Description
Easy Red Lentil Soup is a comforting, nourishing dish featuring tender red lentils and vegetables blended into a smooth, flavorful soup, finished with a warm spiced Aleppo pepper butter and served with lemon wedges for brightness.
Ingredients
Scale
Soup Ingredients
- 2 tablespoons extra-virgin olive oil
- 1 large yellow onion, diced
- 2 medium carrots, peeled and diced
- 1 medium Yukon gold potato, peeled and diced
- 3 garlic cloves, minced
- 2 tablespoons tomato paste
- 1 teaspoon paprika
- 1 teaspoon ground cumin
- 1 teaspoon kosher salt
- ¼ teaspoon ground black pepper
- 1 cup red lentils, rinsed
- 6 cups low-sodium vegetable broth
Finishing Ingredients
- 3 tablespoons butter or olive oil
- 2 teaspoons Aleppo pepper
- Lemon wedges, for serving
Instructions
- Sauté the aromatics: Heat the olive oil in a large pot over medium heat. Add the diced onion and carrots, and sauté for 4 to 5 minutes until they become softened. Then add the diced Yukon gold potato and cook for another 2 minutes to start softening.
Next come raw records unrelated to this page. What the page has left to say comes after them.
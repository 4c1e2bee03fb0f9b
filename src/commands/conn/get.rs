use anyhow::{anyhow, Result};
use log::info;

use super::model::GetCommand;
use super::{encode_as, load_config};
use crate::airflow::config::OutputFormat;
use crate::airflow::model::Connection;
use crate::airflow::sources::ConnectionResolver;

impl GetCommand {
    pub fn run(&self) -> Result<()> {
        let config = load_config(self.file.as_ref())?;
        let resolver = ConnectionResolver::from_config(&config);
        let (conn, source) = resolver
            .get_connection(&self.conn_id)?
            .ok_or_else(|| anyhow!("Connection '{}' not found", self.conn_id))?;
        info!("Found connection {} in {source}", self.conn_id);

        let format = self.output.unwrap_or(config.default_format);
        println!("{}", render(&conn, format, self.show_sensitive)?);
        Ok(())
    }
}

fn render(conn: &Connection, format: OutputFormat, show_sensitive: bool) -> Result<String> {
    let conn = if show_sensitive {
        conn.clone()
    } else {
        conn.masked()
    };
    match format {
        OutputFormat::Json => Ok(conn.to_json_pretty()?),
        OutputFormat::Uri => encode_as(&conn, format),
    }
}
pub mod config;
pub mod env;

use std::collections::BTreeMap;

use anyhow::Result;
use log::debug;

pub use config::ConfigSource;
pub use env::EnvironmentSource;

use crate::airflow::config::ConnrsConfig;
use crate::airflow::model::Connection;
use crate::airflow::traits::ConnectionSource;

/// Looks connections up in several sources, first match wins.
pub struct ConnectionResolver {
    sources: Vec<Box<dyn ConnectionSource>>,
}

impl ConnectionResolver {
    pub fn new(sources: Vec<Box<dyn ConnectionSource>>) -> Self {
        Self { sources }
    }

    /// Environment variables take precedence over the config file.
    pub fn from_config(config: &ConnrsConfig) -> Self {
        Self::new(vec![
            Box::new(EnvironmentSource::from_env(config.env_prefix())),
            Box::new(ConfigSource::from_config(config)),
        ])
    }

    pub fn get_connection(&self, conn_id: &str) -> Result<Option<(Connection, &'static str)>> {
        for source in &self.sources {
            if let Some(conn) = source.get_connection(conn_id)? {
                debug!("Resolved connection {conn_id} from {}", source.name());
                return Ok(Some((conn, source.name())));
            }
        }
        Ok(None)
    }

    /// Every known id with the source it resolves from, sorted by id.
    pub fn connection_ids(&self) -> BTreeMap<String, &'static str> {
        let mut ids = BTreeMap::new();
        for source in &self.sources {
            for id in source.connection_ids() {
                ids.entry(id).or_insert(source.name());
            }
        }
        ids
    }

    /// Every connection once, sorted by id, taken from the first source that has it.
    pub fn list_connections(&self) -> Result<Vec<Connection>> {
        let mut found = BTreeMap::new();
        for source in &self.sources {
            for conn in source.list_connections()? {
                found.entry(conn.conn_id.clone()).or_insert(conn);
            }
        }
        Ok(found.into_values().collect())
    }
}
use serde_json::{Map, Value};

use super::{json_kind, malformed, normalize_conn_type, parse_extra_object, parse_port, CodecError};
use crate::airflow::model::{Connection, ConnectionPayload};

pub fn encode(conn: &Connection) -> Result<String, CodecError> {
    serde_json::to_string(&ConnectionPayload::from(conn))
        .map_err(|e| malformed(format!("connection cannot be serialized: {e}")))
}

pub fn encode_pretty(conn: &Connection) -> Result<String, CodecError> {
    serde_json::to_string_pretty(&ConnectionPayload::from(conn))
        .map_err(|e| malformed(format!("connection cannot be serialized: {e}")))
}

/// The JSON form as a value, for embedding in larger documents.
pub fn to_value(conn: &Connection) -> Result<Value, CodecError> {
    serde_json::to_value(ConnectionPayload::from(conn))
        .map_err(|e| malformed(format!("connection cannot be serialized: {e}")))
}

pub fn decode(conn_id: &str, text: &str) -> Result<Connection, CodecError> {
    let payload: ConnectionPayload = serde_json::from_str(text)
        .map_err(|e| malformed(format!("connection JSON is invalid: {e}")))?;
    from_payload(conn_id, payload)
}

fn from_payload(conn_id: &str, payload: ConnectionPayload) -> Result<Connection, CodecError> {
    Ok(Connection {
        conn_id: conn_id.to_string(),
        conn_type: payload
            .conn_type
            .filter(|t| !t.is_empty())
            .map(|t| normalize_conn_type(&t)),
        description: payload.description,
        host: payload.host,
        login: payload.login,
        password: payload.password,
        schema: payload.schema,
        port: decode_port(payload.port)?,
        extra: decode_extra(payload.extra)?,
    })
}

fn decode_port(port: Option<Value>) -> Result<Option<u16>, CodecError> {
    match port {
        None | Some(Value::Null) => Ok(None),
        Some(Value::String(s)) if s.trim().is_empty() => Ok(None),
        Some(Value::String(s)) => parse_port(s.trim()).map(Some),
        Some(Value::Number(n)) => n
            .as_u64()
            .and_then(|p| u16::try_from(p).ok())
            .map(Some)
            .ok_or_else(|| CodecError::InvalidPort {
                value: n.to_string(),
            }),
        Some(other) => Err(CodecError::InvalidPort {
            value: other.to_string(),
        }),
    }
}

fn decode_extra(extra: Option<Value>) -> Result<Map<String, Value>, CodecError> {
    match extra {
        None | Some(Value::Null) => Ok(Map::new()),
        Some(Value::Object(map)) => Ok(map),
        Some(Value::String(s)) if s.trim().is_empty() => Ok(Map::new()),
        Some(Value::String(s)) => parse_extra_object(&s),
        Some(other) => Err(malformed(format!(
            "extra must be a JSON object, got {}",
            json_kind(&other)
        ))),
    }
}
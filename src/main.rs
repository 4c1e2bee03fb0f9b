use std::fs::File;
use std::path::PathBuf;
use std::sync::LazyLock;

use clap::Parser;
use log::{info, LevelFilter};
use simplelog::{Config, WriteLogger};

mod airflow;
mod commands;

use anyhow::Result;
use commands::conn::model::ConnCommand;
use dirs::{config_dir, home_dir, state_dir};

/// Get the configuration file path using XDG Base Directory specification
/// Prefers XDG config location (~/.config/connrs/config.toml) but falls back to
/// legacy location (~/.connrs) if it exists and XDG doesn't
static CONFIG_FILE: LazyLock<PathBuf> = LazyLock::new(|| {
    let home = home_dir().unwrap_or_default();
    let xdg_config = config_dir()
        .unwrap_or_else(|| home.join(".config"))
        .join("connrs")
        .join("config.toml");

    if xdg_config.exists() {
        return xdg_config;
    }

    let legacy_config = home.join(".connrs");
    if legacy_config.exists() {
        legacy_config
    } else {
        xdg_config
    }
});

/// Get the state directory path using XDG Base Directory specification
/// Used for logs
pub fn get_state_dir() -> PathBuf {
    state_dir()
        .unwrap_or_else(|| home_dir().unwrap_or_default().join(".local").join("state"))
        .join("connrs")
}

#[derive(Parser)]
#[clap(name = "connrs", bin_name = "connrs", version, about)]
struct ConnrsApp {
    #[clap(subcommand)]
    command: ConnrsCommand,
}

#[derive(Parser)]
enum ConnrsCommand {
    /// Work with Airflow connections
    #[clap(subcommand)]
    Conn(ConnCommand),
}

impl ConnrsApp {
    pub fn run(&self) -> Result<()> {
        match &self.command {
            ConnrsCommand::Conn(cmd) => cmd.run(),
        }
    }
}

fn setup_logging(log_level: &str) -> Result<()> {
    let log_dir = get_state_dir().join("logs");
    std::fs::create_dir_all(&log_dir)?;

    let log_file_path = log_dir.join(format!(
        "connrs-debug-{}.log",
        chrono::Local::now().format("%Y%m%d%H%M%S")
    ));

    let log_level = match log_level.to_lowercase().as_str() {
        "debug" => LevelFilter::Debug,
        "trace" => LevelFilter::Trace,
        "warn" => LevelFilter::Warn,
        "error" => LevelFilter::Error,
        _ => LevelFilter::Info,
    };

    WriteLogger::init(log_level, Config::default(), File::create(&log_file_path)?)?;
    info!("Logging to: {}", log_file_path.display());
    Ok(())
}

fn main() -> Result<()> {
    if let Ok(log_level) = std::env::var("CONNRS_LOG") {
        setup_logging(&log_level)?;
    }

    let app = ConnrsApp::parse();
    app.run()
}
- Add the spices: Stir in the minced garlic, tomato paste, paprika, ground cumin, kosher salt, and black pepper. Cook and stir the mixture for 30 seconds to develop the flavors and toast the spices slightly.
- Simmer the lentils: Add the rinsed red lentils and the low-sodium vegetable broth to the pot. Bring the mixture to a boil, then reduce the heat to low. Cover the pot and let it simmer for 25 minutes, or until the lentils and potatoes are very soft and fully cooked.
- Blend: Use an immersion blender to blend the soup until smooth. You can blend completely smooth or leave some texture, depending on your preference; Turkish home cooks often blend it fully smooth for a silky texture.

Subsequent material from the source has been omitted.